In addition to review events, we also have teams deployed around the globe for all sorts of pre-launch PR activities. Steve and Francois just got back from X07 Canada where they showed off the Halo 3 campaign and saved films to members of the Canadian media. Joe and Carney finally completed their whirlwind tour of Asia where they made a stop in Taipei and Seoul to meet gamers and help promote the game. (Joe promises an in-depth report and photos for Bungie.net sometime next week) Sketch just got back from a trip to Leipzig Germany and the world's largest game show. Here's a quick report:
Games Convention Report!
As Frankie says, I just got back from a trip to Leipzig, Germany where Paul Bertone, Chris Opdahl and myself spent a few days amongst the crowd of nearly 100,000 gamers to promote Halo 3 and get recruits for the Bungie Underground Army. I was at the show last year under different circumstances - helping the Hired Gun team show Halo 2 for Vista. While the game may have changed, the show certainly hasn't. The Games Convention is one incredibly massive show. Unlike E3, this show is open to consumers which is awesome because we get to talk and hang out with actual fans rather than non stop media. Don't get me wrong, I like the media folks too and actually spent two solid days doing demos, but sometimes it's just nice to talk to the "real" people who help make Halo what it is today.

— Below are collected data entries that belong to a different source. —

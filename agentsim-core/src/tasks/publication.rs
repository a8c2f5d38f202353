// File: agentsim-core/src/tasks/publication.rs
//
// Walks the draft list once: prepare, upload and publish per post on a fully
// serialized schedule, then announces steady-state monitoring.

use std::time::Duration;
use tokio::task::JoinHandle;
use tokio::time::{sleep_until, Instant};
use tokio_util::sync::CancellationToken;
use tokio_util::task::TaskTracker;
use tracing::{debug, info};

use agentsim_common::models::{LogCategory, Platform, PostDraft, StatKind};

use crate::config::PublicationTiming;
use crate::store::StoreHandle;

pub const TOPIC_PREVIEW_CHARS: usize = 15;
pub const MONITORING_STATUS: &str = "Monitoring Inbox & Engagement...";
pub const MONITORING_LOG: &str = "All posts live. Listening for interactions...";

#[derive(Debug, Clone, PartialEq, Eq)]
pub enum Stage {
    Prepare {
        post_id: u64,
        platform: Platform,
        topic_preview: String,
    },
    Upload {
        post_id: u64,
        platform: Platform,
    },
    Publish {
        post_id: u64,
        platform: Platform,
    },
    /// Fires once after the last post's publish event.
    Monitoring,
}

#[derive(Debug, Clone, PartialEq, Eq)]
pub struct ScheduledStage {
    /// Offset from the start of the run.
    pub offset: Duration,
    pub stage: Stage,
}

#[derive(Debug, Clone, PartialEq, Eq)]
pub struct PublicationPlan {
    pub stages: Vec<ScheduledStage>,
    /// Cumulative delay after which the run is in steady state. Also the
    /// conversation spawner's gate.
    pub total_delay: Duration,
}

impl PublicationPlan {
    /// Lays the stages out back to back. An empty draft list skips the
    /// warm-up and goes straight to monitoring.
    pub fn build(posts: &[PostDraft], timing: &PublicationTiming) -> Self {
        if posts.is_empty() {
            return Self {
                stages: vec![ScheduledStage { offset: Duration::ZERO, stage: Stage::Monitoring }],
                total_delay: Duration::ZERO,
            };
        }

        let mut stages = Vec::with_capacity(posts.len() * 3 + 1);
        let mut delay_ms = timing.warmup_ms;
        for post in posts {
            stages.push(ScheduledStage {
                offset: Duration::from_millis(delay_ms),
                stage: Stage::Prepare {
                    post_id: post.id,
                    platform: post.platform,
                    topic_preview: post.topic_preview(TOPIC_PREVIEW_CHARS),
                },
            });
            delay_ms += timing.upload_after_ms;

            stages.push(ScheduledStage {
                offset: Duration::from_millis(delay_ms),
                stage: Stage::Upload { post_id: post.id, platform: post.platform },
            });
            delay_ms += timing.publish_after_ms;

            stages.push(ScheduledStage {
                offset: Duration::from_millis(delay_ms),
                stage: Stage::Publish { post_id: post.id, platform: post.platform },
            });
            delay_ms += timing.cooldown_ms;
        }

        let total_delay = Duration::from_millis(delay_ms);
        stages.push(ScheduledStage { offset: total_delay, stage: Stage::Monitoring });
        Self { stages, total_delay }
    }
}

/// Commits one stage. Each stage is a single store update, so a publish log
/// line and its counter increment are never observed apart.
pub async fn apply_stage(store: &StoreHandle, stage: &Stage) {
    match stage.clone() {
        Stage::Prepare { post_id, platform, topic_preview } => {
            store
                .update(move |s| {
                    s.set_status(format!("[{}] Publishing: {}...", platform, topic_preview));
                    let message = if topic_preview.is_empty() {
                        format!("Preparing content for {} (ID: {})...", platform, post_id)
                    } else {
                        format!(
                            "Preparing content for {} (ID: {}): {}...",
                            platform, post_id, topic_preview
                        )
                    };
                    s.append_log(message, LogCategory::Info);
                })
                .await;
        }
        Stage::Upload { platform, .. } => {
            store
                .append_log(format!("Uploading media to {} servers...", platform), LogCategory::Action)
                .await;
        }
        Stage::Publish { post_id, platform } => {
            store
                .update(move |s| {
                    s.append_log(format!("✅ Published to {}!", platform), LogCategory::Success);
                    s.increment_stat(StatKind::PostsPublished);
                })
                .await;
            debug!("post {} published to {}", post_id, platform);
        }
        Stage::Monitoring => {
            store
                .update(|s| {
                    s.set_status(MONITORING_STATUS);
                    s.append_log(MONITORING_LOG, LogCategory::Info);
                })
                .await;
        }
    }
}

/// Fires every stage of `plan` at its offset from now. Stops without
/// touching the store once `cancel` fires.
pub async fn run_publication(store: StoreHandle, plan: PublicationPlan, cancel: CancellationToken) {
    let start = Instant::now();
    info!(
        "Publication scheduler started: {} stage(s) over {:?}",
        plan.stages.len(),
        plan.total_delay
    );

    for scheduled in &plan.stages {
        tokio::select! {
            biased;
            _ = cancel.cancelled() => {
                debug!("Publication scheduler cancelled before {:?}", scheduled.stage);
                return;
            }
            _ = sleep_until(start + scheduled.offset) => {}
        }
        apply_stage(&store, &scheduled.stage).await;
    }

    info!("Publication scheduler finished.");
}

pub fn spawn_publication_task(
    tracker: &TaskTracker,
    store: StoreHandle,
    plan: PublicationPlan,
    cancel: CancellationToken,
) -> JoinHandle<()> {
    tracker.spawn(run_publication(store, plan, cancel))
}
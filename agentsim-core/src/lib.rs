// agentsim-core/src/lib.rs

pub mod config;
pub mod eventbus;
pub mod random;
pub mod roster;
pub mod services;
pub mod store;
pub mod tasks;
pub mod test_utils;

pub use agentsim_common::error::Error;
pub use agentsim_common::models;
pub use config::SimulationConfig;
pub use roster::Roster;
pub use services::simulation_service::{SimulationRun, SimulationService};
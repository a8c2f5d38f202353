// agentsim-common/src/lib.rs

pub mod error;
pub mod models;
pub mod traits;

pub use error::Error;
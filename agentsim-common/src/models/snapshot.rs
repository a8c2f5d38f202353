// File: agentsim-common/src/models/snapshot.rs

use std::collections::BTreeMap;
use serde::{Deserialize, Serialize};

use crate::models::conversation::ConversationThread;
use crate::models::engagement::EngagementCounters;
use crate::models::log::LogEntry;
use crate::models::platform::Platform;
use crate::models::stats::AggregateStats;

/// Point-in-time copy of everything the presentation layer renders.
#[derive(Debug, Serialize, Deserialize, Clone, PartialEq)]
pub struct SimulationSnapshot {
    /// Oldest first.
    pub logs: Vec<LogEntry>,
    pub stats: AggregateStats,
    pub engagement: BTreeMap<u64, EngagementCounters>,
    /// Newest first.
    pub threads: Vec<ConversationThread>,
    pub status: String,
    pub active_platform: Platform,
}

impl SimulationSnapshot {
    /// Likes + comments + shares over every post, computed on read.
    pub fn total_engagement(&self) -> u64 {
        self.engagement.values().map(|c| c.interactions()).sum()
    }

    pub fn threads_on(&self, platform: Platform) -> Vec<&ConversationThread> {
        self.threads.iter().filter(|t| t.platform == platform).collect()
    }

    pub fn counters_for(&self, post_id: u64) -> EngagementCounters {
        self.engagement.get(&post_id).copied().unwrap_or_default()
    }
}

We met a ton of people over our 5 day stay and even though we could barely communicate with them, we all had a common ground in Halo and Bungie. I promised I would give a shout out to the guys from the Bungie.de fan community as well as the members of UCO (www.uco-portal.de). You may be surprised to know that in Germany the Halo fans are just like you are here in the U.S. - they ask about the Halo 1 pistol, about the disappointing ending of Halo 2 and attempt to pry the secrets of the Forerunners out of our brains. We also discovered that they are damn good at Halo 3 already, thanks in part to a lot of time with the public beta a few months ago.
We were setup out in the parking lot in two big tents with 16 stations of hands-on multiplayer. As people exited a giant Ferris Wheel (see Kotaku for a report on "Halo 3 : The Ride") they were treated to 7 to 10 minutes of play. Usually we had them playing Sandtrap, a huge map that's perfect for these large games. I spruced it up a bit and gave the German crowds world-exclusive playtime with "Sketchtrap" - my Forge modified version that includes Wraiths, Scorpions, Prowlers and a few more anti-vehicle weapons. Mass chaos ensues.

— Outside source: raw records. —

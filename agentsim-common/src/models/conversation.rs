// File: agentsim-common/src/models/conversation.rs

use chrono::{DateTime, Utc};
use serde::{Deserialize, Serialize};
use uuid::Uuid;

use crate::models::platform::Platform;

#[derive(Debug, Serialize, Deserialize, Clone, PartialEq, Eq)]
pub struct ChatMessage {
    pub id: Uuid,
    pub text: String,
    /// `true` when written by the agent, `false` for the counterpart.
    pub is_agent: bool,
    pub timestamp: DateTime<Utc>,
}

impl ChatMessage {
    pub fn from_counterpart(text: &str) -> Self {
        Self {
            id: Uuid::new_v4(),
            text: text.to_string(),
            is_agent: false,
            timestamp: Utc::now(),
        }
    }

    pub fn from_agent(text: &str) -> Self {
        Self {
            id: Uuid::new_v4(),
            text: text.to_string(),
            is_agent: true,
            timestamp: Utc::now(),
        }
    }
}

/// A simulated inbound conversation. The first message is always from the
/// counterpart; the optional second one is the agent's reply.
#[derive(Debug, Serialize, Deserialize, Clone, PartialEq, Eq)]
pub struct ConversationThread {
    pub id: Uuid,
    pub username: String,
    pub user_handle: String,
    pub avatar_color: String,
    pub platform: Platform,
    pub messages: Vec<ChatMessage>,
    /// The agent is composing a reply.
    pub is_typing: bool,
    pub last_updated: DateTime<Utc>,
}

impl ConversationThread {
    pub fn open(
        username: &str,
        user_handle: &str,
        avatar_color: &str,
        platform: Platform,
        opener: &str,
    ) -> Self {
        let first = ChatMessage::from_counterpart(opener);
        let last_updated = first.timestamp;
        Self {
            id: Uuid::new_v4(),
            username: username.to_string(),
            user_handle: user_handle.to_string(),
            avatar_color: avatar_color.to_string(),
            platform,
            messages: vec![first],
            is_typing: true,
            last_updated,
        }
    }

    pub fn has_agent_reply(&self) -> bool {
        self.messages.iter().any(|m| m.is_agent)
    }
}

Paul Bertone and I, on team pink, spent the better part of Saturday destroying fans at Halo 3 - two teams of seven players each. 14 vs. 2. Just the kind of odds we like. Mind you we felt really bad about it but we were having too much fun to stop. We employed a few shady tactics but mostly we just grabbed a Wraith or Scorpion each and proceeded to dominate the map... and yeah, so maybe we destroyed all the other vehicles on the map before the players even got their hands on the controller but that was only a temporary disadvantage for them. At one point I had 38 kills before I died once. Over the few hours we played, I think Paul and I earned every single medal and accolade possible in multiplayer, including an "Invincible!" that I admit I'd never had the joy of hearing before.

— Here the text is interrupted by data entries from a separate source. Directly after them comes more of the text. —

// File: agentsim-core/src/tasks/engagement.rs

use tokio::task::JoinHandle;
use tokio::time::{interval_at, Instant, MissedTickBehavior};
use tokio_util::sync::CancellationToken;
use tokio_util::task::TaskTracker;
use tracing::{debug, trace};

use agentsim_common::models::{EngagementDelta, PostDraft};
use agentsim_common::traits::RandomSource;

use crate::config::EngagementSettings;
use crate::store::StoreHandle;

/// Draws one tick of engagement for `post_ids`, in order. Per post: one
/// activity draw, and for active posts a like draw followed by independent
/// comment, share and save draws. Inactive posts are left out.
pub fn draw_engagement<R>(
    rng: &mut R,
    post_ids: &[u64],
    settings: &EngagementSettings,
) -> Vec<(u64, EngagementDelta)>
where
    R: RandomSource + ?Sized,
{
    let mut deltas = Vec::new();
    for id in post_ids {
        if rng.roll() <= settings.activity_threshold {
            continue;
        }
        let likes = rng.roll_range(settings.min_likes, settings.max_likes);
        let comments = u64::from(rng.roll() > settings.comment_threshold);
        let shares = u64::from(rng.roll() > settings.share_threshold);
        let saves = u64::from(rng.roll() > settings.save_threshold);
        deltas.push((*id, EngagementDelta { likes, comments, shares, saves }));
    }
    deltas
}

/// Grows engagement for every known post on a fixed period, regardless of
/// whether the post has been published yet.
pub struct EngagementTicker<R> {
    store: StoreHandle,
    post_ids: Vec<u64>,
    rng: R,
    settings: EngagementSettings,
}

impl<R: RandomSource> EngagementTicker<R> {
    pub fn new(store: StoreHandle, posts: &[PostDraft], rng: R, settings: EngagementSettings) -> Self {
        Self {
            store,
            post_ids: posts.iter().map(|p| p.id).collect(),
            rng,
            settings,
        }
    }

    /// Runs one tick and returns how many posts were active.
    pub async fn tick(&mut self) -> usize {
        let deltas = draw_engagement(&mut self.rng, &self.post_ids, &self.settings);
        let active = deltas.len();
        let known = self.post_ids.clone();
        self.store
            .update(move |s| s.apply_engagement_tick(&known, &deltas))
            .await;
        active
    }

    pub async fn run(mut self, cancel: CancellationToken) {
        let period = self.settings.period();
        let mut ticker = interval_at(Instant::now() + period, period);
        ticker.set_missed_tick_behavior(MissedTickBehavior::Delay);
        debug!("Engagement ticker started for {} post(s), period {:?}", self.post_ids.len(), period);

        loop {
            tokio::select! {
                biased;
                _ = cancel.cancelled() => {
                    debug!("Engagement ticker cancelled.");
                    break;
                }
                _ = ticker.tick() => {
                    let active = self.tick().await;
                    trace!("engagement tick: {} active post(s)", active);
                }
            }
        }
    }
}

pub fn spawn_engagement_task<R>(
    tracker: &TaskTracker,
    ticker: EngagementTicker<R>,
    cancel: CancellationToken,
) -> JoinHandle<()>
where
    R: RandomSource + 'static,
{
    tracker.spawn(ticker.run(cancel))
}

#[cfg(test)]
mod tests {
    use super::*;
    use crate::test_utils::helpers::ScriptedRandom;

    #[test]
    fn test_inactive_post_consumes_one_draw() {
        // 0.4 is not above the threshold: skipped. Second post is active.
        let mut rng = ScriptedRandom::new(vec![0.4, 0.41, 0.99, 0.86, 0.96, 0.93]);
        let deltas = draw_engagement(&mut rng, &[1, 2], &EngagementSettings::default());
        assert_eq!(
            deltas,
            vec![(2, EngagementDelta { likes: 5, comments: 1, shares: 1, saves: 1 })]
        );
    }

    #[test]
    fn test_secondary_counters_respect_thresholds() {
        let mut rng = ScriptedRandom::new(vec![0.9, 0.0, 0.85, 0.95, 0.92]);
        let deltas = draw_engagement(&mut rng, &[7], &EngagementSettings::default());
        assert_eq!(
            deltas,
            vec![(7, EngagementDelta { likes: 1, comments: 0, shares: 0, saves: 0 })]
        );
    }
}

Before we shut down on Saturday we played a few 2v2 matches against some of the fans we met - first on Narrows and then on Guardian. It was a really close fight - each match being decided by 5 points or less. If not for the fact that we knew the maps and weapons and they didn't, I don't think we would've fared so well. Before we shut down we decided to do one more match, but when they weren't looking I switched the lobby to Forge and quickly launched High Ground. Now if you aren't paying attention, you'd think we were just playing a game of Team Slayer on High Ground. And they did... until we started dropping fusion coils on their head and I gave Paul a sniper rifle and proceeded to fly him around the map, "flying carpet style", as he rained down death from above. We gave them a small taste and then it was time to close shop.
Paul and I came back on Sunday but Chris stuck through and ran the show all day Sunday by himself. We've yet to see him but I hear he eventually surfaced in London to help Luke with the review events. In closing I'd just like to thank all the fans who supported us at Games Conference and all over Germany as well as the fine brewers of delicious German beer and the GC officials who set the policy on the allowable levels of nudity for "booth babes." See ya next year!
Thanks Sketch! And finally, it wouldn't be an update without...
p.s. only 25 more days to go!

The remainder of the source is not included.